I wrote about it before here: [https://medium.com/@kensodev/how-bike-racing-
is-making-me-a-...](https://medium.com/@kensodev/how-bike-racing-is-making-me-
a-better-engineer-cd2870bdaa87#.kledyyrt6)

Racing bikes (and training for it) creates so much structure in life. What you
eat, how you sleep, when you recover. Even though I work most of the time from
home, it gives a clear order to the day.

------
ge96
Everything was handed to me in life. Not much but enough to get to middle
class if I had just followed the rules and stuck with it. But I didn't. I
failed out my physics/engineering program. I now work in a factory, and owe
around 50K which I barely make 19K a year.

My life sucks.
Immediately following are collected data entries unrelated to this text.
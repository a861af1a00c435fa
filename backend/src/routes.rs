use actix_files::Files;
use actix_multipart::Multipart;
use actix_web::{web, HttpResponse};
use chrono::Utc;
use futures::{StreamExt, TryStreamExt};
use log::{error, info, warn};
use rand::Rng;
use serde::{Deserialize, Serialize};
use serde_json::json;
use shared::{EnvironmentReading, SimulatedDiagnosis, SoilAnalysisRequest, SymptomRequest};
use std::path::PathBuf;

use crate::analysis::environment::analyze_environment;
use crate::analysis::soil::analyze_soil;
use crate::analysis::thresholds::classify;
use crate::diagnosis::catalog::simulate_cnn_analysis;
use crate::diagnosis::image::MAX_IMAGE_SIZE;
use crate::diagnosis::{DiagnosisPipeline, ImageUpload, InputError};
use crate::gemini::stub::STUB_MODEL_VERSION;
use crate::history::{ConversationLog, HistoryError};
use crate::recommendations::RecommendationService;
use crate::session::{SessionId, SessionStore};
use crate::weather::{Coordinates, WeatherService};

#[derive(Serialize)]
struct ErrorResponse {
    error: String,
}

fn error_json(error: impl Into<String>) -> ErrorResponse {
    ErrorResponse { error: error.into() }
}

pub fn configure_routes(cfg: &mut web::ServiceConfig, static_dir: Option<PathBuf>) {
    cfg.service(web::resource("/api/diagnosis/image").route(web::post().to(diagnose_image)))
        .service(web::resource("/api/diagnosis/symptoms").route(web::post().to(diagnose_symptoms)))
        .service(web::resource("/api/diagnoses").route(web::get().to(list_diagnoses)))
        .service(web::resource("/api/plant-diagnosis").route(web::post().to(simulated_plant_diagnosis)))
        .service(web::resource("/api/recommendations").route(web::get().to(recommendations)))
        .service(web::resource("/api/weather").route(web::get().to(weather)))
        .service(web::resource("/api/classify/{key}/{value}").route(web::get().to(classify_reading)))
        .service(web::resource("/api/soil/analysis").route(web::post().to(soil_analysis)))
        .service(web::resource("/api/sensors/analysis").route(web::post().to(sensor_analysis)))
        .service(web::resource("/api/sensors/history").route(web::get().to(sensor_history)))
        .service(
            web::resource("/api/history")
                .route(web::get().to(get_history))
                .route(web::delete().to(clear_history)),
        )
        .service(web::resource("/api/health").route(web::get().to(health)));

    if let Some(dir) = static_dir {
        cfg.service(Files::new("/", dir).index_file("index.html"));
    }
}

/// Reads the `image` field of a multipart upload, stopping as soon as it exceeds the size cap.
async fn read_image_upload(payload: &mut Multipart) -> Result<ImageUpload, InputError> {
    while let Ok(Some(mut field)) = payload.try_next().await {
        if field.name() != Some("image") {
            continue;
        }

        let declared_mime = field.content_type().map(|m| m.essence_str().to_string());
        let file_name = field
            .content_disposition()
            .and_then(|cd| cd.get_filename())
            .map(str::to_string);

        let mut image_data = Vec::new();
        while let Some(chunk) = field.next().await {
            let data = chunk.map_err(|e| {
                warn!("Failed to read uploaded image: {}", e);
                InputError::MissingImage
            })?;
            if image_data.len() + data.len() > MAX_IMAGE_SIZE {
                return Err(InputError::ImageTooLarge);
            }
            image_data.extend_from_slice(&data);
        }

        return ImageUpload::new(image_data, declared_mime.as_deref(), file_name);
    }
    Err(InputError::MissingImage)
}

fn bad_input(e: InputError) -> HttpResponse {
    info!("Rejected diagnosis input: {}", e);
    HttpResponse::BadRequest().json(error_json(e.to_string()))
}

async fn diagnose_image(
    pipeline: web::Data<DiagnosisPipeline>,
    sessions: web::Data<SessionStore>,
    session: SessionId,
    mut payload: Multipart,
) -> HttpResponse {
    let upload = match read_image_upload(&mut payload).await {
        Ok(upload) => upload,
        Err(e) => return bad_input(e),
    };

    let record = pipeline.diagnose_image(&upload).await;
    info!(
        "Image diagnosis for session {}: {} ({:.1}%)",
        session.0, record.diagnosis, record.confidence
    );
    sessions.record_diagnosis(session.0, record.clone()).await;
    HttpResponse::Ok().json(record)
}

async fn diagnose_symptoms(
    pipeline: web::Data<DiagnosisPipeline>,
    sessions: web::Data<SessionStore>,
    session: SessionId,
    body: web::Json<SymptomRequest>,
) -> HttpResponse {
    let request = body.into_inner();
    match pipeline
        .diagnose_symptoms(&request.symptoms, request.notes.as_deref())
        .await
    {
        Ok(record) => {
            info!(
                "Symptom diagnosis for session {}: {} ({:.1}%)",
                session.0, record.diagnosis, record.confidence
            );
            sessions.record_diagnosis(session.0, record.clone()).await;
            HttpResponse::Ok().json(record)
        }
        Err(e) => bad_input(e),
    }
}

async fn list_diagnoses(sessions: web::Data<SessionStore>, session: SessionId) -> HttpResponse {
    HttpResponse::Ok().json(sessions.diagnoses(session.0).await)
}

async fn simulated_plant_diagnosis(mut payload: Multipart) -> HttpResponse {
    let upload = match read_image_upload(&mut payload).await {
        Ok(upload) => upload,
        Err(InputError::MissingImage) => {
            return HttpResponse::BadRequest().json(error_json("No image provided"));
        }
        Err(e) => return bad_input(e),
    };

    let mut rng = rand::rng();
    let (disease, confidence) = simulate_cnn_analysis(&mut rng);
    info!(
        "Simulated CNN analysis of {} ({} bytes): {}",
        upload.file_name().unwrap_or("upload"),
        upload.len(),
        disease.name
    );

    HttpResponse::Ok().json(SimulatedDiagnosis {
        success: true,
        diagnosis: disease.name.to_string(),
        confidence,
        category: disease.category,
        treatment: disease.treatment.to_string(),
        severity: disease.severity,
        description: disease.description.to_string(),
        image_processed: true,
        timestamp: Utc::now(),
        model_version: STUB_MODEL_VERSION.to_string(),
        processing_time: rng.random_range(500..=2500),
    })
}

async fn recommendations(
    service: web::Data<RecommendationService>,
    sessions: web::Data<SessionStore>,
    session: SessionId,
) -> HttpResponse {
    let latest = sessions.latest_diagnosis(session.0).await;
    let response = service
        .recommend(latest.as_ref().map(|record| record.diagnosis.as_str()))
        .await;
    HttpResponse::Ok().json(response)
}

#[derive(Deserialize)]
struct WeatherQuery {
    lat: Option<String>,
    lon: Option<String>,
}

async fn weather(service: web::Data<WeatherService>, query: web::Query<WeatherQuery>) -> HttpResponse {
    let coords = match Coordinates::parse(query.lat.as_deref(), query.lon.as_deref()) {
        Ok(coords) => coords,
        Err(e) => return HttpResponse::BadRequest().json(error_json(e.to_string())),
    };

    match service.current(coords).await {
        Ok(report) => HttpResponse::Ok().json(report),
        Err(e) => {
            error!("Weather API error: {}", e);
            HttpResponse::InternalServerError().json(error_json("Failed to fetch weather data"))
        }
    }
}

async fn classify_reading(path: web::Path<(String, String)>) -> HttpResponse {
    let (key, value) = path.into_inner();
    match value.trim().parse::<f64>() {
        Ok(value) => HttpResponse::Ok().json(classify(&key, value)),
        Err(_) => HttpResponse::BadRequest().json(error_json("Reading value must be a number")),
    }
}

async fn soil_analysis(body: web::Json<SoilAnalysisRequest>) -> HttpResponse {
    let report = analyze_soil(&body.readings);
    info!(
        "Soil analysis: {} reading(s), {} need attention",
        report.metrics.len(),
        report.attention_count
    );
    HttpResponse::Ok().json(report)
}

async fn sensor_analysis(
    sessions: web::Data<SessionStore>,
    session: SessionId,
    body: web::Json<EnvironmentReading>,
) -> HttpResponse {
    let analysis = analyze_environment(body.into_inner());
    sessions.record_sensor_reading(session.0, analysis.clone()).await;
    HttpResponse::Ok().json(analysis)
}

async fn sensor_history(sessions: web::Data<SessionStore>, session: SessionId) -> HttpResponse {
    HttpResponse::Ok().json(sessions.sensor_readings(session.0).await)
}

#[derive(Deserialize)]
struct HistoryQuery {
    limit: Option<usize>,
}

fn history_unavailable(e: HistoryError) -> HttpResponse {
    warn!("Conversation history request failed: {}", e);
    HttpResponse::ServiceUnavailable().json(error_json("Conversation history unavailable"))
}

async fn get_history(log: web::Data<ConversationLog>, query: web::Query<HistoryQuery>) -> HttpResponse {
    let entries = match query.limit {
        Some(limit) => log.recent(limit).await,
        None => log.all().await,
    };
    match entries {
        Ok(entries) => HttpResponse::Ok().json(entries),
        Err(e) => history_unavailable(e),
    }
}

async fn clear_history(log: web::Data<ConversationLog>) -> HttpResponse {
    match log.clear().await {
        Ok(()) => {
            info!("Conversation history cleared");
            HttpResponse::NoContent().finish()
        }
        Err(e) => history_unavailable(e),
    }
}

async fn health(pipeline: web::Data<DiagnosisPipeline>, log: web::Data<ConversationLog>) -> HttpResponse {
    let history = if log.is_available() { "available" } else { "unavailable" };
    HttpResponse::Ok().json(json!({
        "status": "ok",
        "provider": pipeline.provider().name(),
        "history": history,
    }))
}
But I'm also young. I watch movies, sci Fi movies/shows which
motivates me. I want that life. But then I try to program and I'm like "Holy
crap. I'm so far away..."

I hate going to work I perform the same tasks over 6,000 in a day. Everyday is
the same. I am wasting my life.

Motivation by fear isn't a good thing. Like the cliche, follow what you love.

Me I'm about trying to get out of my situation. Make money. I HAVE AN IDEA!!!

The problem is discipline. Sleep is a basic thing. Screw up your sleep
pattern. You end up wasting time being awake and trying to fall asleep/not
able to work.

Yeah discipline is the big thing. And true motivation from a desire/longing to
do whatever it is with an internal driving force.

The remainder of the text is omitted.